**Instructions to follow**
Select, from the data, each line where "values" occurs.

Dataset extract Block Start

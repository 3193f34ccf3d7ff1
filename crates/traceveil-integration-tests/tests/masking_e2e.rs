//! Full-flow masking tests over the in-memory store

mod common;

use common::TestEnv;
use std::sync::Arc;

use traceveil_core::Category;
use traceveil_pipeline::{CancelToken, FileJob, FileState};
use traceveil_store::{MappingFilter, MappingStore, MemoryMappingStore, SortKey};

#[tokio::test]
async fn test_sip_scenario_two_mappings() {
    let env = TestEnv::new();
    let store = Arc::new(MemoryMappingStore::new());
    let pipeline = env.pipeline(Arc::clone(&store) as Arc<dyn MappingStore>);

    let input = env.write_input(
        "call.log",
        "INVITE sip:+44123456789@domain.com SIP/2.0\n",
    );
    let report = pipeline
        .run_file(&FileJob::from_path(input, "pbx"), &CancelToken::new())
        .await;

    assert_eq!(report.state, FileState::Completed);
    assert_eq!(report.preset_id.as_deref(), Some("sip"));
    assert_eq!(report.candidate_count, 2);

    let output = env.read_output("call.log");
    assert!(!output.contains("+44123456789"));
    assert!(!output.contains("domain.com"));
    assert!(output.contains("[PHONE_NUM:"));
    assert!(output.contains("[DOMAIN:"));

    // The mapping store contains exactly the two new rows
    assert_eq!(store.count().await.unwrap(), 2);
    let phone = store
        .get(&Category::phone_num(), "+44123456789")
        .await
        .unwrap()
        .unwrap();
    assert!(phone.masked_value.starts_with("[PHONE_NUM:"));
}

#[tokio::test]
async fn test_header_probes_select_preset() {
    let env = TestEnv::new();
    let store = Arc::new(MemoryMappingStore::new());
    let pipeline = env.pipeline(Arc::clone(&store) as Arc<dyn MappingStore>);

    // netlog header routes to the netlog preset, which masks MAC addresses
    let input = env.write_input(
        "net.log",
        "# netlog v1\nlease for 00:1B:44:11:3A:B7 renewed\n",
    );
    let report = pipeline
        .run_file(&FileJob::from_path(input, "pbx"), &CancelToken::new())
        .await;

    assert_eq!(report.preset_id.as_deref(), Some("netlog"));
    let output = env.read_output("net.log");
    assert!(!output.contains("00:1B:44:11:3A:B7"));
    assert!(output.contains("[MAC_ADDRESS:"));

    // Without the header the generic fallback applies and MACs pass through
    let input = env.write_input(
        "plain.log",
        "lease for 00:1B:44:11:3A:B7 renewed\n",
    );
    let report = pipeline
        .run_file(&FileJob::from_path(input, "pbx"), &CancelToken::new())
        .await;

    assert_eq!(report.preset_id.as_deref(), Some("generic"));
    let output = env.read_output("plain.log");
    assert!(output.contains("00:1B:44:11:3A:B7"));
}

#[tokio::test]
async fn test_rule_priority_on_email_like_token() {
    let env = TestEnv::new();
    let store = Arc::new(MemoryMappingStore::new());
    let pipeline = env.pipeline(Arc::clone(&store) as Arc<dyn MappingStore>);

    // In the netlog preset, bare-domain is listed before email-token, so
    // the domain match claims the overlapping span
    let input = env.write_input(
        "overlap.log",
        "# netlog v1\nmail from alice@internal.example.com\n",
    );
    pipeline
        .run_file(&FileJob::from_path(input, "pbx"), &CancelToken::new())
        .await;

    let output = env.read_output("overlap.log");
    assert!(output.contains("[DOMAIN:"));
    assert!(!output.contains("[REDACTED]"));
    assert!(output.contains("alice@"), "the local part is untouched");

    let mappings = store
        .search(&MappingFilter::builder().sort(SortKey::Category).build().unwrap())
        .await
        .unwrap();
    assert!(
        mappings
            .items
            .iter()
            .all(|m| m.category == Category::domain())
    );
}

#[tokio::test]
async fn test_directory_number_bounds_end_to_end() {
    let env = TestEnv::new();
    let store = Arc::new(MemoryMappingStore::new());
    let pipeline = env.pipeline(Arc::clone(&store) as Arc<dyn MappingStore>);

    let input = env.write_input(
        "dn.log",
        "setup [DN: 22334455] teardown [DN: 123456] done\n",
    );
    let report = pipeline
        .run_file(&FileJob::from_path(input, "pbx"), &CancelToken::new())
        .await;

    assert_eq!(report.candidate_count, 1);
    let output = env.read_output("dn.log");
    assert!(output.contains("[DN]"), "7+ digit number replaced");
    assert!(output.contains("123456"), "6 digit number untouched");
}

#[tokio::test]
async fn test_determinism_across_fresh_stores() {
    let env = TestEnv::new();
    let text = "INVITE sip:+44123456789@domain.com SIP/2.0\ncall to +49876543210@other.example.org\n";

    let mut outputs = Vec::new();
    for run in 0..2 {
        let store = Arc::new(MemoryMappingStore::new());
        let pipeline = env.pipeline(store as Arc<dyn MappingStore>);
        let input = env.write_input(&format!("run-{run}.log"), text);
        let report = pipeline
            .run_file(&FileJob::from_path(input, "pbx"), &CancelToken::new())
            .await;
        assert!(report.is_completed());
        outputs.push(env.read_output(&format!("run-{run}.log")));
    }

    // Hash masking is keyed by the catalog secret, so fresh stores still
    // produce identical output
    assert_eq!(outputs[0], outputs[1]);
}

#[tokio::test]
async fn test_export_artifact_contents() {
    let env = TestEnv::new();
    let store = Arc::new(MemoryMappingStore::new());
    let pipeline = env.pipeline(store as Arc<dyn MappingStore>);

    let input = env.write_input(
        "trace.log",
        "INVITE sip:+44123456789@domain.com SIP/2.0\n",
    );
    let report = pipeline
        .run_file(&FileJob::from_path(input, "pbx"), &CancelToken::new())
        .await;

    let export_path = report.export_path.unwrap();
    let artifact = common::read_json(&export_path);

    assert_eq!(artifact["file_id"], "trace");
    assert_eq!(artifact["product_name"], "pbx");
    assert_eq!(artifact["total_mappings"], 2);
    assert!(artifact["export_timestamp"].is_string());

    let mappings = artifact["mappings"].as_array().unwrap();
    assert_eq!(mappings.len(), 2);
    for mapping in mappings {
        assert!(mapping["id"].is_i64());
        assert!(mapping["original_value"].is_string());
        assert!(mapping["masked_value"].is_string());
        assert!(mapping["category"].is_string());
        assert!(mapping["created_at"].is_string());
    }
}
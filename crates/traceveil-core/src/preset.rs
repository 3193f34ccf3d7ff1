//! Product presets
//!
//! A preset is an ordered, product-scoped set of rules plus header-matching
//! probes used to select itself for a given input. Rule order within a
//! preset is significant: list position is priority, and the first matching
//! rule for a span wins.

use crate::error::{Error, Result};
use crate::rule::{MaskAction, Rule};
use regex::Regex;
use serde::{Deserialize, Serialize};
use std::sync::Arc;

/// One rule entry in a preset definition
#[derive(Debug, Clone, Serialize, Deserialize)]
pub struct PresetRuleSpec {
    /// Id of a registered rule
    pub rule_id: String,

    /// Optional override of the rule's masking action for this preset
    #[serde(default)]
    pub action: Option<MaskAction>,
}

/// Uncompiled preset definition as it appears in a rule-set file
#[derive(Debug, Clone, Serialize, Deserialize)]
pub struct PresetSpec {
    /// Unique preset id
    pub id: String,

    /// Product this preset belongs to
    pub product_id: String,

    /// Human-readable name
    pub name: String,

    /// Ordered patterns checked against the first lines of the input
    #[serde(default)]
    pub header_match: Vec<String>,

    /// Ordered rule list; position is priority
    pub rules: Vec<PresetRuleSpec>,

    /// Whether this preset is the product's fallback
    #[serde(default)]
    pub default: bool,
}

/// A rule bound into a preset, with its effective action resolved
#[derive(Debug, Clone)]
pub struct PresetRule {
    pub rule: Arc<Rule>,
    action_override: Option<MaskAction>,
}

impl PresetRule {
    pub fn new(rule: Arc<Rule>, action_override: Option<MaskAction>) -> Self {
        Self {
            rule,
            action_override,
        }
    }

    /// The action used when masking values this entry locates
    pub fn effective_action(&self) -> &MaskAction {
        self.action_override.as_ref().unwrap_or(&self.rule.action)
    }
}

/// A compiled preset
#[derive(Debug, Clone)]
pub struct Preset {
    pub id: String,
    pub product_id: String,
    pub name: String,
    pub is_default: bool,
    header_probes: Vec<Regex>,
    rules: Vec<PresetRule>,
}

impl Preset {
    /// Compile a preset spec against already-registered rules
    pub fn compile(
        spec: PresetSpec,
        lookup_rule: impl Fn(&str) -> Option<Arc<Rule>>,
    ) -> Result<Self> {
        let mut header_probes = Vec::with_capacity(spec.header_match.len());
        for pattern in &spec.header_match {
            let probe = Regex::new(pattern).map_err(|e| Error::InvalidPattern {
                rule: format!("preset '{}' header probe", spec.id),
                reason: e.to_string(),
            })?;
            header_probes.push(probe);
        }

        let mut rules = Vec::with_capacity(spec.rules.len());
        for entry in spec.rules {
            let rule = lookup_rule(&entry.rule_id).ok_or_else(|| Error::UnknownRule {
                preset: spec.id.clone(),
                rule_id: entry.rule_id.clone(),
            })?;
            rules.push(PresetRule::new(rule, entry.action));
        }

        Ok(Self {
            id: spec.id,
            product_id: spec.product_id,
            name: spec.name,
            is_default: spec.default,
            header_probes,
            rules,
        })
    }

    /// Whether any header probe matches any of the given head lines
    pub fn matches_header(&self, head_lines: &[&str]) -> bool {
        self.header_probes
            .iter()
            .any(|probe| head_lines.iter().any(|line| probe.is_match(line)))
    }

    /// Rules in priority order (list position is priority)
    pub fn rules(&self) -> &[PresetRule] {
        &self.rules
    }
}
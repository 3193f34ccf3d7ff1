//! TraceVeil Mapping Store
//!
//! This crate provides the masking map: the persisted set of
//! (category, original value) -> masked value records used for consistency
//! and audit:
//! - The `MappingStore` trait with concurrency-safe lookup-or-create
//! - An in-memory implementation for tests and one-shot runs
//! - Search filtering, sorting, and pagination
//! - The JSON export artifact

pub mod export;
pub mod filter;
pub mod memory;
pub mod store;

pub use export::MappingExport;
pub use filter::{MappingFilter, MappingFilterBuilder, SearchResults, SortDirection, SortKey};
pub use memory::MemoryMappingStore;
pub use store::{LookupOutcome, MappingStore};
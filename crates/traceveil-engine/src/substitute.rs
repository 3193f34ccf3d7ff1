//! Span substitution
//!
//! Replacements are computed from the full candidate list and applied in
//! one pass, so masked output is produced atomically: either every span is
//! substituted or none is.

/// One span replacement, produced by resolving a candidate through the
/// masking map
#[derive(Debug, Clone)]
pub struct Replacement {
    pub start: usize,
    pub end: usize,
    pub masked: String,
}

/// Apply non-overlapping replacements, sorted by span start, to `text`.
pub fn apply_replacements(text: &str, replacements: &[Replacement]) -> String {
    if replacements.is_empty() {
        return text.to_string();
    }

    debug_assert!(
        replacements
            .windows(2)
            .all(|w| w[0].end <= w[1].start),
        "replacements must be sorted and non-overlapping"
    );

    let mut result = String::with_capacity(text.len());
    let mut last_end = 0;

    for replacement in replacements {
        result.push_str(&text[last_end..replacement.start]);
        result.push_str(&replacement.masked);
        last_end = replacement.end;
    }

    result.push_str(&text[last_end..]);
    result
}

#[cfg(test)]
mod tests {
    use super::*;

    #[test]
    fn test_no_replacements_returns_input() {
        assert_eq!(apply_replacements("no pii here", &[]), "no pii here");
    }

    #[test]
    fn test_multiple_replacements() {
        let text = "sip:+44123456789@domain.com";
        let replacements = vec![
            Replacement {
                start: 4,
                end: 16,
                masked: "[PHONE]".to_string(),
            },
            Replacement {
                start: 17,
                end: 27,
                masked: "[DOMAIN:AbCd]".to_string(),
            },
        ];

        assert_eq!(
            apply_replacements(text, &replacements),
            "sip:[PHONE]@[DOMAIN:AbCd]"
        );
    }

    #[test]
    fn test_adjacent_spans() {
        let text = "abcdef";
        let replacements = vec![
            Replacement {
                start: 0,
                end: 3,
                masked: "X".to_string(),
            },
            Replacement {
                start: 3,
                end: 6,
                masked: "Y".to_string(),
            },
        ];

        assert_eq!(apply_replacements(text, &replacements), "XY");
    }

    #[test]
    fn test_replacement_at_end_of_text() {
        let text = "host example.com";
        let replacements = vec![Replacement {
            start: 5,
            end: 16,
            masked: "[REDACTED]".to_string(),
        }];

        assert_eq!(apply_replacements(text, &replacements), "host [REDACTED]");
    }
}
//! TraceVeil Rule-Set File Loading
//!
//! Loads rule-set catalogs from YAML or TOML files and compiles them into
//! read-only `Catalog` values for the engine.

pub mod loader;

pub use loader::{load_catalog, load_catalog_spec};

Dataset extract Block End

**Answer area**
    /// The action used when masking values this entry locates
//! read-only `Catalog` values for the engine.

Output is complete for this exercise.